Заваривайте чай. Мы отправляемся в 1961 год. В кабинет, где пахнет пылью старых газет и надеждой, которая ещё не знает, что вот-вот станет чудом.

Бывают в жизни моменты, когда кажется, что всё остановилось. Что дорога кончилась, а новая - не видна. Примерно в таком состоянии находился молодой режиссёр Леонид Гайдай в начале 60-х. Его предыдущий фильм, «Жених с того света», цензура изрезала так, что от замысла мало что осталось. В кинематографических кругах уже начали поговаривать: «Ну, одним режиссёром меньше». А он сидел.
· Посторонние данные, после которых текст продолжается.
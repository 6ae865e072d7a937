pub mod object;
pub mod runtime;
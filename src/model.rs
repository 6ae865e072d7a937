pub mod object;
pub mod response;
use std::{
    collections::HashMap,
    io::{self, Read},
    sync::{
        atomic::{AtomicUsize, Ordering},
        Arc, Mutex,
    },
};

use time::OffsetDateTime;

use crate::{
    adapters,
    model::object::{ObjectMetadata, StoreError, StoreErrorKind},
};

pub const OP_BUCKET_EXISTS: &str = "bucket_exists";
pub const OP_MAKE_BUCKET: &str = "make_bucket";
pub const OP_PUT_OBJECT: &str = "put_object";
pub const OP_GET_OBJECT: &str = "get_object";
pub const OP_STAT_OBJECT: &str = "stat_object";

struct MockObject {
    data: Vec<u8>,
    content_type: String,
    last_modified: OffsetDateTime,
}

/// In-memory store with failure injection and open-stream accounting.
#[derive(Default)]
pub struct MockClient {
    buckets: Mutex<HashMap<String, HashMap<String, MockObject>>>,
    failures: Mutex<HashMap<&'static str, StoreErrorKind>>,
    break_after: Mutex<Option<usize>>,
    short_by: Mutex<Option<usize>>,
    open_streams: Arc<AtomicUsize>,
    pub make_bucket_calls: AtomicUsize,
}

impl MockClient {
    pub fn new() -> Self {
        Self::default()
    }

    pub fn with_object(self, bucket: &str, key: &str, data: &[u8]) -> Self {
        self.buckets
            .lock()
            .expect("failed to acquire `buckets` guard")
            .entry(bucket.to_string())
            .or_default()
            .insert(
                key.to_string(),
                MockObject {
                    data: data.to_vec(),
                    content_type: "image/jpeg".to_string(),
                    last_modified: OffsetDateTime::UNIX_EPOCH,
                },
            );
        self
    }

    pub fn with_bucket(self, bucket: &str) -> Self {
        self.buckets
            .lock()
            .expect("failed to acquire `buckets` guard")
            .entry(bucket.to_string())
            .or_default();
        self
    }

    /// Makes every later call to `op` fail with `kind`.
    pub fn fail(&self, op: &'static str, kind: StoreErrorKind) {
        self.failures
            .lock()
            .expect("failed to acquire `failures` guard")
            .insert(op, kind);
    }

    /// Streams returned by `get_object` error after `n` bytes.
    pub fn break_stream_after(&self, n: usize) {
        *self
            .break_after
            .lock()
            .expect("failed to acquire `break_after` guard") = Some(n);
    }

    /// Streams returned by `get_object` end cleanly `n` bytes before the
    /// size reported by `stat_object`.
    pub fn short_stream_by(&self, n: usize) {
        *self
            .short_by
            .lock()
            .expect("failed to acquire `short_by` guard") = Some(n);
    }

    pub fn has_bucket(&self, bucket: &str) -> bool {
        self.buckets
            .lock()
            .expect("failed to acquire `buckets` guard")
            .contains_key(bucket)
    }

    pub fn bucket_count(&self) -> usize {
        self.buckets
            .lock()
            .expect("failed to acquire `buckets` guard")
            .len()
    }

    pub fn object(&self, bucket: &str, key: &str) -> Option<Vec<u8>> {
        self.buckets
            .lock()
            .expect("failed to acquire `buckets` guard")
            .get(bucket)
            .and_then(|objects| objects.get(key))
            .map(|o| o.data.clone())
    }

    pub fn content_type(&self, bucket: &str, key: &str) -> Option<String> {
        self.buckets
            .lock()
            .expect("failed to acquire `buckets` guard")
            .get(bucket)
            .and_then(|objects| objects.get(key))
            .map(|o| o.content_type.clone())
    }

    pub fn open_streams(&self) -> usize {
        self.open_streams.load(Ordering::SeqCst)
    }

    fn check(&self, op: &'static str, target: &str) -> Result<(), StoreError> {
        let failures = self
            .failures
            .lock()
            .expect("failed to acquire `failures` guard");

        match failures.get(op) {
            Some(kind) => Err(StoreError::new(
                *kind,
                format!("injected {} failure: {}", op, target),
            )),
            None => Ok(()),
        }
    }
}

impl adapters::ObjectStore for MockClient {
    fn bucket_exists(&self, bucket: &str) -> Result<bool, StoreError> {
        self.check(OP_BUCKET_EXISTS, bucket)?;
        Ok(self.has_bucket(bucket))
    }

    fn make_bucket(&self, bucket: &str) -> Result<(), StoreError> {
        self.make_bucket_calls.fetch_add(1, Ordering::SeqCst);
        self.check(OP_MAKE_BUCKET, bucket)?;

        self.buckets
            .lock()
            .expect("failed to acquire `buckets` guard")
            .entry(bucket.to_string())
            .or_default();

        Ok(())
    }

    fn put_object(
        &self,
        bucket: &str,
        key: &str,
        body: &mut dyn Read,
        _size_hint: Option<u64>,
        content_type: &str,
    ) -> Result<u64, StoreError> {
        self.check(OP_PUT_OBJECT, key)?;

        let mut data = Vec::new();
        body.read_to_end(&mut data).map_err(|err| {
            StoreError::with_source(
                StoreErrorKind::Other,
                format!("failed to read upload source for: {}", key),
                err,
            )
        })?;

        let mut buckets = self
            .buckets
            .lock()
            .expect("failed to acquire `buckets` guard");
        let objects = buckets.get_mut(bucket).ok_or_else(|| {
            StoreError::new(StoreErrorKind::NotFound, format!("no such bucket: {}", bucket))
        })?;

        let len = data.len() as u64;
        objects.insert(
            key.to_string(),
            MockObject {
                data,
                content_type: content_type.to_string(),
                last_modified: OffsetDateTime::now_utc(),
            },
        );

        Ok(len)
    }

    fn get_object(&self, bucket: &str, key: &str) -> Result<Box<dyn Read + Send>, StoreError> {
        self.check(OP_GET_OBJECT, key)?;

        let mut data = self.object(bucket, key).ok_or_else(|| {
            StoreError::new(StoreErrorKind::NotFound, format!("no such key: {}", key))
        })?;
        let break_after = *self
            .break_after
            .lock()
            .expect("failed to acquire `break_after` guard");
        if let Some(n) = *self
            .short_by
            .lock()
            .expect("failed to acquire `short_by` guard")
        {
            data.truncate(data.len().saturating_sub(n));
        }

        self.open_streams.fetch_add(1, Ordering::SeqCst);

        Ok(Box::new(MockStream {
            data,
            pos: 0,
            break_after,
            open_streams: Arc::clone(&self.open_streams),
        }))
    }

    fn stat_object(&self, bucket: &str, key: &str) -> Result<ObjectMetadata, StoreError> {
        self.check(OP_STAT_OBJECT, key)?;

        let buckets = self
            .buckets
            .lock()
            .expect("failed to acquire `buckets` guard");
        let object = buckets
            .get(bucket)
            .and_then(|objects| objects.get(key))
            .ok_or_else(|| {
                StoreError::new(StoreErrorKind::NotFound, format!("no such key: {}", key))
            })?;

        Ok(ObjectMetadata {
            bucket: bucket.to_string(),
            key: key.to_string(),
            size: object.data.len() as u64,
            last_modified: object.last_modified,
            etag: format!("{:x}", object.data.len()),
            content_type: object.content_type.clone(),
        })
    }
}

struct MockStream {
    data: Vec<u8>,
    pos: usize,
    break_after: Option<usize>,
    open_streams: Arc<AtomicUsize>,
}

impl Read for MockStream {
    fn read(&mut self, buf: &mut [u8]) -> io::Result<usize> {
        let end = match self.break_after {
            Some(limit) if self.pos >= limit => {
                return Err(io::Error::new(
                    io::ErrorKind::ConnectionReset,
                    "injected stream failure",
                ));
            }
            Some(limit) => limit.min(self.data.len()),
            None => self.data.len(),
        };

        let n = buf.len().min(end - self.pos);
        buf[..n].copy_from_slice(&self.data[self.pos..self.pos + n]);
        self.pos += n;

        Ok(n)
    }
}

impl Drop for MockStream {
    fn drop(&mut self) {
        self.open_streams.fetch_sub(1, Ordering::SeqCst);
    }
}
Перебирал ворох старых сценариев, листал подшивки газет в поисках хоть одной живой, смешной истории. Это не был творческий поиск. Это было отчаяние.

И вот в этом самом отчаянии, в пыли старого номера «Правды» (а может, и сборника юморесок), его взгляд упал на коротенький стихотворный фельетон «Пёс Барбос и необычный кросс». История про трёх незадачливых браконьеров, которые идут глушить рыбу динамитом, а их же собака возвращает им эту взрывчатку. Сюжет - проще некуда. Любой другой на месте Гайдая зевнул бы и отложил в сторону. Но он увидел не текст. Он увидел беготню. Немую, стремительную, абсурдную комедию в духе любимого им Чаплина. Увидел возможность сделать то, чего в советском кино ещё не было – чистую физическую клоунаду.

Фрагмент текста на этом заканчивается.